Figure 2. Molecular characterization of the gene fusion CIITA–BX648577 in Hodgkin lymphoma cell line KM-H2.

a, Genomic location: exon structure and genomic breakpoints. b, Genomic fusion: rearranged genomic location with fusion of CIITA exons 1–5 with intron 1 of BX648577. c, Fusion transcript: the longest fusion transcript with transcribed intronic BX648577 sequence (*) is shown. Shorter splice variants exist. d, Reading frame at the breakpoint and putative translation: CIITA exons 1–4 and BX648577 exon 2 original reading frames are conserved.
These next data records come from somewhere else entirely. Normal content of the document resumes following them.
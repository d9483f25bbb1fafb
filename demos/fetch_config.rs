//! Demonstrates fetching configuration from a mocked config server, reading dotted paths, and
//! handing fatal failures to the top-level fail-fast handler.

// std
use std::time::Duration as StdDuration;
// crates.io
use color_eyre::Result;
use httpmock::prelude::*;
// self
use spring_config_client::{
	ConfigClient, RequestOptions, auth::OAuth2Credentials, error::exit_on_fatal,
};

fn main() -> Result<()> {
	color_eyre::install()?;

	let server = MockServer::start();
	let token_mock = server.mock(|when, then| {
		when.method(POST).path("/oauth/token");
		then.status(200).header("content-type", "application/json").body(
			"{\"access_token\":\"demo-access\",\"token_type\":\"bearer\",\"expires_in\":900}",
		);
	});
	let config_mock = server.mock(|when, then| {
		when.method(GET)
			.path("/master/development-demo.json")
			.header("authorization", "Bearer demo-access");
		then.status(200).header("content-type", "application/json").body(
			"{\"spring\":{\"cloud\":{\"consul\":{\"host\":\"discovery\",\"port\":8500}}}}",
		);
	});
	let encrypt_mock = server.mock(|when, then| {
		when.method(POST).path("/encrypt").body("hunter2");
		then.status(200).body("a1b2c3");
	});
	let credentials =
		OAuth2Credentials::new(server.url("/oauth/token"), "demo-client", "demo-secret");
	let client = exit_on_fatal(
		ConfigClient::builder("demo").address(server.base_url()).oauth2(credentials).build(),
	)?;
	let options = RequestOptions::default().with_timeout(StdDuration::from_secs(5));
	let config = exit_on_fatal(client.get_config(&options))?;

	println!("Fetched {} top-level keys from {}.", config.len(), client.url());

	let host = client.get_as::<String>("spring.cloud.consul.host")?;
	let port = client.get_as::<u16>("spring.cloud.consul.port")?;

	println!("Consul endpoint: {host:?}:{port:?}.");
	println!("Encrypted value: {}.", client.encrypt("hunter2")?);

	token_mock.assert();
	config_mock.assert();
	encrypt_mock.assert();

	Ok(())
}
The shorter splice variants leading to premature translational stop at the breakpoint are not shown. e, BX648577 gene expression: gene expression array data (Affymetrix HG UA133 2.0 Plus probe set ID 243309_at) showing overexpression of BX648577 in KM-H2 compared with microdissected germinal centre B cells and other Hodgkin lymphoma cell lines. f, BX648577 exon-specific expression is biased towards exon 2 as part of the CIITA–BX648577 gene fusion. g, RNA interference with the gene fusion in KM-H2 cells increases surface HLA-DR expression compared with the non-silencing control. h, Forced expression of the CIITA–BX648577 fusion decreases surface HLA-DR expression on SUDHL4 cells compared with empty vector controls. Mean fluorescence intensities (y_m) are indicated.